連携の例のお話(算数の)、読んでいてゾクゾクしました。こんな風に学校と家庭が連携できたら最高ですね。 連絡帳のお話、息子の保育園時代の先生とも同じような経験があります。 担任の先生や主任の先生が 毎日、連絡欄の所に、小さな字でそれでもはみ出るくらいぎっしり一日の様子を知らせてくださいました。本当に本にしたいくらいでした。 
SHINOBU先生は 学級通信をCDに? とても素敵です。うらやましいなあ。
最近接領域の話も、今 とても勉強したいです。 それがつかめていないと、足踏みばかりしてしまうのをひしひしと感じます。 専門の先生にみてもらって、「はい!今はこの課題だよ!」とポンと渡して欲しい~、と思ってしまいます。 でも、今は それはなかなかかなわないので、親のほうで 毎日の生活の中から試行錯誤して なんとか方法を見つけていかなければいけないのでしょうね。 
【2008/09/26 23:18】 | かたこ #- | [edit]
かたこさんへ

かたこさんらしい奥の深いコメントですね。

お子さんのために努力・勉強されていることが伝わってきます。

最近接領域こそ私たちが最も大切にしていかなければいけないことで、すべての活動は、そこを見つける営みだと思います。
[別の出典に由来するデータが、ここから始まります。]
//! Repository for the `requests` table.
//!
//! Lock state lives in the request rows themselves: a request in Scheduled
//! or Running holds the lock for its `(target_id, scope_name)` key.
//! [`RequestRepo::try_lock`] is the only path from Pending to Scheduled and
//! serializes per target with a transaction-scoped advisory lock.

use drover_core::locking::LockAttempt;
use drover_core::request::RequestState;
use drover_core::types::DbId;
use sqlx::{PgConnection, PgPool};

use crate::models::request::{CreateRequest, Request, RequestListQuery};

/// Column list for `requests` queries.
const COLUMNS: &str = "\
    id, uuid, target_id, scope_name, kind, state_id, output, payload, \
    parent_request_id, triggered_at, created_at, updated_at";

/// Maximum page size for request listing.
const MAX_LIMIT: i64 = 100;

/// Default page size for request listing.
const DEFAULT_LIMIT: i64 = 50;

/// Whether another in-flight request on the same target conflicts with
/// `$2`'s key. `$5` is the candidate scope; NULL means whole target.
const CONFLICT_EXISTS: &str = "\
    SELECT EXISTS ( \
        SELECT 1 FROM requests \
        WHERE target_id = $1 AND id <> $2 AND state_id IN ($3, $4) \
          AND ($5::TEXT IS NULL OR scope_name IS NULL OR scope_name = $5) \
    )";

/// Provides persistence and lock transitions for requests.
pub struct RequestRepo;

impl RequestRepo {
    /// Insert a new pending request.
    pub async fn create(pool: &PgPool, input: &CreateRequest) -> Result<Request, sqlx::Error> {
        let mut conn = pool.acquire().await?;
        Self::insert(&mut *conn, input, false).await
    }

    /// Insert a new pending request already flagged for worker pickup.
    ///
    /// Used for follow-ups, so they survive a worker stopping before its
    /// in-memory queue reaches them.
    pub async fn create_triggered_with(
        conn: &mut PgConnection,
        input: &CreateRequest,
    ) -> Result<Request, sqlx::Error> {
        Self::insert(conn, input, true).await
    }

    async fn insert(
        conn: &mut PgConnection,
        input: &CreateRequest,
        triggered: bool,
    ) -> Result<Request, sqlx::Error> {
        let query = format!(
            "INSERT INTO requests \
                 (uuid, target_id, scope_name, kind, state_id, payload, parent_request_id, triggered_at) \
             VALUES ($1, $2, $3, $4, $5, $6, $7, CASE WHEN $8 THEN NOW() END) \
             RETURNING {COLUMNS}"
        );
        let payload = if input.payload.is_null() {
            serde_json::json!({})
        } else {
            input.payload.clone()
        };
        sqlx::query_as::<_, Request>(&query)
            .bind(uuid::Uuid::new_v4())
            .bind(input.target_id)
            .bind(&input.scope_name)
            .bind(input.kind.as_str())
            .bind(RequestState::Pending.id())
            .bind(payload)
            .bind(input.parent_request_id)
            .bind(triggered)
            .fetch_one(conn)
            .await
    }

    pub async fn find_by_id(pool: &PgPool, id: DbId) -> Result<Option<Request>, sqlx::Error> {
        let query = format!("SELECT {COLUMNS} FROM requests WHERE id = $1");
        sqlx::query_as::<_, Request>(&query)
            .bind(id)
            .fetch_optional(pool)
            .await
    }

    pub async fn find_by_uuid(
        pool: &PgPool,
        uuid: uuid::Uuid,
    ) -> Result<Option<Request>, sqlx::Error> {
        let query = format!("SELECT {COLUMNS} FROM requests WHERE uuid = $1");
        sqlx::query_as::<_, Request>(&query)
            .bind(uuid)
            .fetch_optional(pool)
            .await
    }

    /// Requests created as follow-ups or retries of `parent_id`, oldest first.
    pub async fn list_children(
        pool: &PgPool,
        parent_id: DbId,
    ) -> Result<Vec<Request>, sqlx::Error> {
        let query = format!(
            "SELECT {COLUMNS} FROM requests WHERE parent_request_id = $1 ORDER BY id ASC"
        );
        sqlx::query_as::<_, Request>(&query)
            .bind(parent_id)
            .fetch_all(pool)
            .await
    }

    /// List requests with optional filters, newest first.
    pub async fn list(
        pool: &PgPool,
        params: &RequestListQuery,
    ) -> Result<Vec<Request>, sqlx::Error> {
        let limit = params.limit.unwrap_or(DEFAULT_LIMIT).clamp(1, MAX_LIMIT);
        let offset = params.offset.unwrap_or(0).max(0);
        let query = format!(
            "SELECT {COLUMNS} FROM requests \
             WHERE ($1::BIGINT IS NULL OR target_id = $1) \
               AND ($2::SMALLINT IS NULL OR state_id = $2) \
             ORDER BY created_at DESC, id DESC \
             LIMIT $3 OFFSET $4"
        );
        sqlx::query_as::<_, Request>(&query)
            .bind(params.target_id)
            .bind(params.state_id)
            .bind(limit)
            .bind(offset)
            .fetch_all(pool)
            .await
    }

    /// Append `chunk` to the request's output.
    pub async fn append_output(pool: &PgPool, id: DbId, chunk: &str) -> Result<(), sqlx::Error> {
        sqlx::query("UPDATE requests SET output = output || $2, updated_at = NOW() WHERE id = $1")
            .bind(id)
            .bind(chunk)
            .execute(pool)
            .await?;
        Ok(())
    }

    /// Replace the request's output.
    pub async fn set_output(pool: &PgPool, id: DbId, output: &str) -> Result<(), sqlx::Error> {
        sqlx::query("UPDATE requests SET output = $2, updated_at = NOW() WHERE id = $1")
            .bind(id)
            .bind(output)
            .execute(pool)
            .await?;
        Ok(())
    }

    /// Move the request from `from` to `to`.
    ///
    /// Returns `false` if the request was not in `from` or the state machine
    /// forbids the move.
    pub async fn transition(
        pool: &PgPool,
        id: DbId,
        from: RequestState,
        to: RequestState,
    ) -> Result<bool, sqlx::Error> {
        if !from.can_transition_to(to) {
            return Ok(false);
        }
        let result = sqlx::query(
            "UPDATE requests SET state_id = $3, updated_at = NOW() \
             WHERE id = $1 AND state_id = $2",
        )
        .bind(id)
        .bind(from.id())
        .bind(to.id())
        .execute(pool)
        .await?;
        Ok(result.rows_affected() > 0)
    }

    /// Whether no other request holds a lock conflicting with `request`.
    pub async fn is_processing_allowed(
        pool: &PgPool,
        request: &Request,
    ) -> Result<bool, sqlx::Error> {
        let mut conn = pool.acquire().await?;
        let conflict = Self::conflict_exists(&mut *conn, request).await?;
        Ok(!conflict)
    }

    /// Atomically move `request` from Pending to Scheduled if no conflicting
    /// lock is held.
    pub async fn try_lock(pool: &PgPool, request: &Request) -> Result<LockAttempt, sqlx::Error> {
        let mut tx = pool.begin().await?;

        sqlx::query("SELECT pg_advisory_xact_lock($1)")
            .bind(request.target_id)
            .execute(&mut *tx)
            .await?;

        if Self::conflict_exists(&mut *tx, request).await? {
            tx.rollback().await?;
            return Ok(LockAttempt::Denied);
        }

        let result = sqlx::query(
            "UPDATE requests SET state_id = $3, triggered_at = NULL, updated_at = NOW() \
             WHERE id = $1 AND state_id = $2",
        )
        .bind(request.id)
        .bind(RequestState::Pending.id())
        .bind(RequestState::Scheduled.id())
        .execute(&mut *tx)
        .await?;

        if result.rows_affected() == 0 {
            tx.rollback().await?;
            return Ok(LockAttempt::NotPending);
        }

        tx.commit().await?;
        Ok(LockAttempt::Acquired)
    }

    /// Release whatever lock the request still holds.
    ///
    /// A request still in Scheduled or Running was not finalized and is
    /// forced to Failed. Returns `true` if that happened.
    pub async fn release(pool: &PgPool, id: DbId) -> Result<bool, sqlx::Error> {
        let result = sqlx::query(
            "UPDATE requests SET state_id = $2, updated_at = NOW() \
             WHERE id = $1 AND state_id IN ($3, $4)",
        )
        .bind(id)
        .bind(RequestState::Failed.id())
        .bind(RequestState::Scheduled.id())
        .bind(RequestState::Running.id())
        .execute(pool)
        .await?;
        Ok(result.rows_affected() > 0)
    }

    /// Flag a pending request for pickup by a worker.
    ///
    /// Returns `false` if the request is not Pending.
    pub async fn mark_triggered(pool: &PgPool, id: DbId) -> Result<bool, sqlx::Error> {
        let result = sqlx::query(
            "UPDATE requests SET triggered_at = NOW(), updated_at = NOW() \
             WHERE id = $1 AND state_id = $2",
        )
        .bind(id)
        .bind(RequestState::Pending.id())
        .execute(pool)
        .await?;
        Ok(result.rows_affected() > 0)
    }

    /// Claim up to `limit` triggered pending requests, oldest trigger first.
    ///
    /// Uses `SELECT FOR UPDATE SKIP LOCKED` so concurrent workers never claim
    /// the same request. Claiming clears `triggered_at`.
    pub async fn claim_triggered(pool: &PgPool, limit: i64) -> Result<Vec<DbId>, sqlx::Error> {
        sqlx::query_scalar::<_, DbId>(
            "UPDATE requests SET triggered_at = NULL, updated_at = NOW() \
             WHERE id IN ( \
                 SELECT id FROM requests \
                 WHERE triggered_at IS NOT NULL AND state_id = $1 \
                 ORDER BY triggered_at ASC \
                 LIMIT $2 \
                 FOR UPDATE SKIP LOCKED \
             ) \
             RETURNING id",
        )
        .bind(RequestState::Pending.id())
        .bind(limit)
        .fetch_all(pool)
        .await
    }

    /// Fail every request left in Scheduled or Running.
    ///
    /// Called once at worker startup, before any request is dispatched, to
    /// release locks held by a worker that died mid-run.
    pub async fn fail_abandoned(pool: &PgPool) -> Result<u64, sqlx::Error> {
        let result = sqlx::query(
            "UPDATE requests SET state_id = $1, updated_at = NOW() \
             WHERE state_id IN ($2, $3)",
        )
        .bind(RequestState::Failed.id())
        .bind(RequestState::Scheduled.id())
        .bind(RequestState::Running.id())
        .execute(pool)
        .await?;
        Ok(result.rows_affected())
    }

    async fn conflict_exists(
        conn: &mut PgConnection,
        request: &Request,
    ) -> Result<bool, sqlx::Error> {
        let [scheduled, running] = RequestState::LOCKING;
        sqlx::query_scalar::<_, bool>(CONFLICT_EXISTS)
            .bind(request.target_id)
            .bind(request.id)
            .bind(scheduled.id())
            .bind(running.id())
            .bind(request.scope())
            .fetch_one(conn)
            .await
    }
}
指導がかみ合っている、見通しや手応え、イケテル感をもつことができる状態を、言い換えると、そこが発達の最近接領域だということなんだと私は理解しています。

実態に寄り添い、理論を手がかりに自分なりの仮説を考え、試行錯誤があり、やっとそれらしきものにたどり着ける・・そして絶えず修正・・

私も打率、悪いですよ

でも、やってりゃあります。 たまにのクリーンヒット!

これが適度の間欠強化刺激となるから、続くわけです。

母の場合は、そこに深い愛情がありますからね。 その力は偉大です。